A big box of rings will arrive in New Haven for the men’s squash team sometime in the next few weeks. The dirty work is done, and the Elis are already the 2006 Ancient Eight champions, having clinched at least part of the title when Princeton downed Harvard in Boston 10 days ago.

But the Bulldogs are still fighting to make the engravings on those rings look even better.

Lose tonight, and the hardware will read “Ivy League Co-champions.” The No. 3 Bulldogs will pat themselves on the back and celebrate an Ancient Eight title. But, for that matter, so will the No. 4 Crimson and the No. 2 Tigers.

But put away the Cantabs tonight, and the 2006 Yale squad will end over a decade and a half of frustration, sparking the party of the season at Payne Whitney. And for the first time since 1990, those “Ivy League Champion” rings will not be postmarked for Cambridge or Princeton.

Harvard comes to town this evening in the last dual match of Yale’s epic 2005-06 run. Five Eli seniors — Julian Illingworth ’06, Avner Geva ’06, Trevor Rees ’06, Alex Tilton ’06 and Andrew Vinci ’06 — will see their last home action in blue and white tonight, and not one of them wants to see his curtain call come and go without an outright title.

“We’re pouring out our heart and soul in this last match,” Geva said. “Squash is why we’re here, and tomorrow is our last taste of Yale. And I’ll be pretty annoyed if I’m wearing the same ring as the Harvard or Princeton kids afterwards.”

Tomorrow’s match is hardly uncharted territory for the Bulldogs. Because of scheduling that puts Harvard and Princeton at or near the end of season, the “do-or-die” match has become familiar to the Class of 2006. But until this year, it has ended in heartbreak each time.

In the championship-deciding match of their freshman season of 2002-03, Illingworth had Princeton’s Yasser El Halaby down to the wire in hostile territory, a single point away from ending a then 13-year Yale drought. But the Egyptian battled back, and the Tigers clinched the Ivy title with the stinging 5-4 final on their home court.

Last February, Yale had another winner-take-all setup in Boston, but Harvard was dominant in pushing across an anticlimactic rout and taking the trophy all for itself.

But this time, the Elis are in the driver’s seat with some dibs already on the championship regardless of result. Whether they like it or not, some of the pressure is admittedly off tonight.
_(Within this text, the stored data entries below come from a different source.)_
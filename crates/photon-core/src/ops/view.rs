use crate::{OpGuards, Operation, OperationError, Shape, StorageView, Tensor};

/// Reshape of a compact tensor. Non-compact sources are compacted by [`Tensor::reshape`]
/// before this view is computed.
#[derive(Debug, derive_new::new, Clone)]
pub struct View {
    src: Tensor,
    shape: Shape,
}

impl OpGuards for View {
    fn check_shapes(&self) -> Result<(), OperationError> {
        Ok(self.src.shape().validate_reshape(&self.shape)?)
    }
}

impl Operation for View {
    fn compute_view(&self) -> Result<StorageView, OperationError> {
        debug_assert!(self.src.is_compact());
        Ok(StorageView::contiguous(self.shape.clone()))
    }
}
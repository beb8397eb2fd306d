use crate::{CPUOperation, IndexWrite, OperationError, StridedIndex, Tensor, WriteSource};

impl CPUOperation for IndexWrite {
    fn apply_cpu(&self, dst: Tensor) -> Result<Tensor, OperationError> {
        log::trace!(
            "{}: {:?} into {:?} at offset {}",
            self.name(),
            self.src,
            dst.shape(),
            dst.offset()
        );

        match &self.src {
            WriteSource::Scalar(value) => {
                let mut buffer = dst.storage().write();
                for offset in dst.offsets() {
                    buffer[offset] = *value;
                }
            }
            WriteSource::Tensor(src) => {
                let src_view = IndexWrite::broadcast_view(src, dst.shape())?;
                if src.shares_storage(&dst) {
                    // One guard for both sides: each element is read just before it is written.
                    let mut buffer = dst.storage().write();
                    for (d, s) in dst.offsets().zip(StridedIndex::new(&src_view)) {
                        let value = buffer[s];
                        buffer[d] = value;
                    }
                } else {
                    let source = src.storage().read();
                    let mut buffer = dst.storage().write();
                    for (d, s) in dst.offsets().zip(StridedIndex::new(&src_view)) {
                        buffer[d] = source[s];
                    }
                }
            }
        }
        Ok(dst)
    }
}

#[cfg(test)]
mod tests {
    use crate::{sel, shape, Shape, SliceArg, Tensor};
    use proptest::prelude::*;
    use test_strategy::proptest;

    fn arange(shape: Shape) -> Tensor {
        let data = (0..shape.numel()).map(|x| x as f32).collect::<Vec<_>>();
        Tensor::from_data(data, shape).unwrap()
    }

    #[test]
    fn test_scalar_write_through_strided_view() {
        let t = Tensor::zeros(shape![3, 4]);
        t.index_write(&sel![.., 1..4], 2.0).unwrap();
        assert_eq!(
            t.to_vec(),
            vec![0., 2., 2., 2., 0., 2., 2., 2., 0., 2., 2., 2.]
        );
    }

    #[test]
    fn test_scalar_write_visible_through_alias() {
        let t = Tensor::zeros(shape![2, 3]);
        let tt = t.transpose(&[1, 0]).unwrap();
        tt.index_write(&sel![2], 5.0).unwrap();
        assert_eq!(t.to_vec(), vec![0., 0., 5., 0., 0., 5.]);
    }

    #[test]
    fn test_broadcast_tensor_write() {
        let t = Tensor::zeros(shape![2, 4, 4]);
        let row = Tensor::from_data([1., 2., 3., 4.], shape![4]).unwrap();
        t.index_write(&sel![.., 0, ..], &row).unwrap();
        for b in 0..2usize {
            assert_eq!(
                t.slice(&sel![b, 0]).unwrap().to_vec(),
                vec![1., 2., 3., 4.]
            );
            assert_eq!(t.slice(&sel![b, 1..]).unwrap().to_vec(), vec![0.; 12]);
        }
    }

    #[test]
    fn test_stepped_write() {
        let t = Tensor::zeros(shape![6]);
        let src = Tensor::from_data([7., 8., 9.], shape![3]).unwrap();
        t.index_write(&[SliceArg::full().stepped(2)], src).unwrap();
        assert_eq!(t.to_vec(), vec![7., 0., 8., 0., 9., 0.]);
    }

    #[test]
    fn test_write_from_same_storage() {
        let t = arange(shape![2, 3]);
        let top = t.slice(&sel![0]).unwrap();
        t.index_write(&sel![1], &top).unwrap();
        assert_eq!(t.to_vec(), vec![0., 1., 2., 0., 1., 2.]);
    }

    #[test]
    fn test_failed_write_leaves_target_untouched() {
        let t = arange(shape![2, 3]);
        let bad = Tensor::zeros(shape![2]);
        assert!(t.index_write(&sel![0], &bad).unwrap_err().is_shape_error());
        assert!(t.index_write(&sel![2], 1.0).unwrap_err().is_index_error());
        assert_eq!(t.to_vec(), vec![0., 1., 2., 3., 4., 5.]);
    }

    #[test]
    fn test_write_to_empty_selection() {
        let t = arange(shape![3]);
        t.index_write(&sel![1..1], 9.0).unwrap();
        assert_eq!(t.to_vec(), vec![0., 1., 2.]);
    }

    #[proptest(cases = 16)]
    fn test_write_matches_ndarray(
        #[strategy(1..=4usize)] rows: usize,
        #[strategy(1..=8usize)] cols: usize,
        #[strategy(0..#rows)] row: usize,
    ) {
        let t = Tensor::randn(shape![rows, cols]);
        let src = Tensor::randn(shape![cols]);
        let mut expected = t.to_ndarray();
        expected
            .index_axis_mut(ndarray::Axis(0), row)
            .assign(&src.to_ndarray());
        t.index_write(&sel![row], &src).unwrap();
        assert_eq!(t.to_ndarray(), expected);
    }
}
“We don’t have the pressure on us, even though it’s only been a couple days since we lost to Princeton [at the CSA Nationals Saturday],” Ho Ming Chiu ’08 said. “So we’re ready to go and ready to be sure we’re the only ones who win.”
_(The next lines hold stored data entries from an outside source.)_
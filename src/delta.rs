//! Deciding which scraped articles have not been posted yet.
//!
//! The decision is a pure function of the persisted [`DeltaState`], the fresh
//! listing and the source's [`Granularity`]:
//!
//! - **Cold start** (no state): nothing is posted. The newest timestamp in the
//!   listing becomes the baseline so the first run does not flood the channel
//!   with the site's whole back catalogue.
//! - **Fine** sources: an article is new iff it is strictly newer than
//!   `last_published`.
//! - **Coarse** sources: an article is new iff its day is after the
//!   `last_published` day, or on that day with a URL not in `posted_urls`.
//!
//! New articles are returned oldest first; ties keep listing order.

use crate::error::StateError;
use crate::models::{Article, Granularity};
use crate::state::{DeltaState, StateStore};
use itertools::Itertools;
use std::cmp::Ordering;
use tracing::{debug, info, instrument, warn};

/// Outcome of comparing a listing against the stored state.
#[derive(Debug, PartialEq, Eq)]
pub enum Delta {
    /// No prior state. Holds the baseline to persist, or `None` when the
    /// listing was empty and there is nothing to anchor on.
    ColdStart(Option<DeltaState>),
    /// Articles to post, oldest first. May be empty.
    Unposted(Vec<Article>),
}

/// Compare `articles` against `state`.
pub fn detect(
    state: Option<&DeltaState>,
    articles: &[Article],
    granularity: Granularity,
    page_size: Option<usize>,
) -> Delta {
    let articles = articles.iter().unique_by(|a| a.url.clone()).collect::<Vec<_>>();

    let Some(state) = state else {
        return Delta::ColdStart(tracked_state(None, &articles, granularity));
    };

    if may_have_skipped(state, &articles, granularity, page_size) {
        warn!(
            page_size = page_size.unwrap_or_default(),
            last_published = %state.last_published,
            "Every listed article is newer than the last run; older unseen articles may have been skipped"
        );
    }

    let unposted = articles
        .into_iter()
        .filter(|&a| is_unposted(state, a, granularity))
        .sorted_by_key(|a| a.published)
        .cloned()
        .collect();
    Delta::Unposted(unposted)
}

/// Whether `article` is not yet covered by `state`.
///
/// Newer than the watermark, or on it with an untracked URL when the
/// granularity tracks URLs.
pub fn is_unposted(state: &DeltaState, article: &Article, granularity: Granularity) -> bool {
    match granularity.compare(&article.published, &state.last_published) {
        Ordering::Greater => true,
        Ordering::Equal => granularity.tracks_urls() && !state.posted_urls.contains(&article.url),
        Ordering::Less => false,
    }
}

/// A full page where every entry is newer than the watermark means the
/// listing may have scrolled past articles this relay never saw.
fn may_have_skipped(
    state: &DeltaState,
    articles: &[&Article],
    granularity: Granularity,
    page_size: Option<usize>,
) -> bool {
    let Some(page_size) = page_size.filter(|&n| n > 0) else {
        return false;
    };
    articles.len() >= page_size
        && articles
            .iter()
            .all(|a| granularity.compare(&a.published, &state.last_published) == Ordering::Greater)
}

/// State after tracking `counted` on top of `previous`.
///
/// `last_published` becomes the newest counted timestamp. For coarse sources
/// `posted_urls` holds the counted URLs on that day, plus the previously
/// tracked ones when the day has not moved. Returns `None` when nothing was
/// counted or the result would move the watermark backwards.
pub fn tracked_state(
    previous: Option<&DeltaState>,
    counted: &[&Article],
    granularity: Granularity,
) -> Option<DeltaState> {
    let newest = counted.iter().map(|a| a.published).max()?;

    let mut next = DeltaState::new(newest);
    if granularity.tracks_urls() {
        next.posted_urls = counted
            .iter()
            .filter(|a| granularity.compare(&a.published, &newest) == Ordering::Equal)
            .map(|a| a.url.clone())
            .collect();
    }

    if let Some(previous) = previous {
        match granularity.compare(&newest, &previous.last_published) {
            Ordering::Less => return None,
            Ordering::Equal if granularity.tracks_urls() => {
                next.posted_urls.extend(previous.posted_urls.iter().cloned());
            }
            _ => {}
        }
    }
    Some(next)
}

/// [`detect`] bound to a state store, so a cold start persists its baseline.
#[derive(Debug)]
pub struct DeltaDetector<'a> {
    store: &'a StateStore,
    granularity: Granularity,
    page_size: Option<usize>,
}

impl<'a> DeltaDetector<'a> {
    pub fn new(store: &'a StateStore, granularity: Granularity, page_size: Option<usize>) -> Self {
        Self {
            store,
            granularity,
            page_size,
        }
    }

    /// Articles in `articles` not yet reflected in `state`, oldest first.
    ///
    /// On a cold start the baseline is saved and the result is empty.
    #[instrument(level = "info", skip_all, fields(candidates = articles.len()))]
    pub async fn unposted(
        &self,
        state: Option<&DeltaState>,
        articles: &[Article],
    ) -> Result<Vec<Article>, StateError> {
        match detect(state, articles, self.granularity, self.page_size) {
            Delta::ColdStart(Some(baseline)) => {
                info!(
                    last_published = %baseline.last_published,
                    posted_urls = baseline.posted_urls.len(),
                    "Cold start: recording baseline without posting"
                );
                self.store.save(&baseline).await?;
                Ok(Vec::new())
            }
            Delta::ColdStart(None) => {
                info!("Cold start with an empty listing; nothing to record");
                Ok(Vec::new())
            }
            Delta::Unposted(unposted) => {
                debug!(count = unposted.len(), "Computed unposted articles");
                Ok(unposted)
            }
        }
    }
}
The team had the chance to size up the Crimson last weekend while at the CSA tournament, a contest that determines a national champion but has no bearing on Ivy League standings. Several team members said they think they understand the pulse of their enemies from the north — malleable at the bottom, but fierce at the top.

“They’re quite strong at one, two and three, but we will get them and win most at the bottom,” associate head coach Gareth Webber said. “But more than just looking at Harvard, this past week has been about the mental preparation.”

Until today, the most memorable moment of the year by far was Vinci’s thrilling victory in the deciding game in Princeton on Feb. 4, which triggered a deluge of Elis jumping off the second-floor balcony and mobbing the senior on the court.

The team was flat against the Tigers in the rematch in the CSA semifinals last Saturday, losing 8-1, which Geva attributes to lack of mental preparation.

“We weren’t as psyched as we were for our first match,” he said. “But tomorrow night, it’s about getting back mentally to where we were before.”

There is little doubt that the Brady Squash Center will be electric tomorrow night, but it is still uncertain whether the Elis will repeat their daredevil leaps should they pull the victory.

“I was thinking we might do it, but at home, the balcony is too high,” Geva said. “But it’s my last game, so I guess it’s fine if I break a leg now.”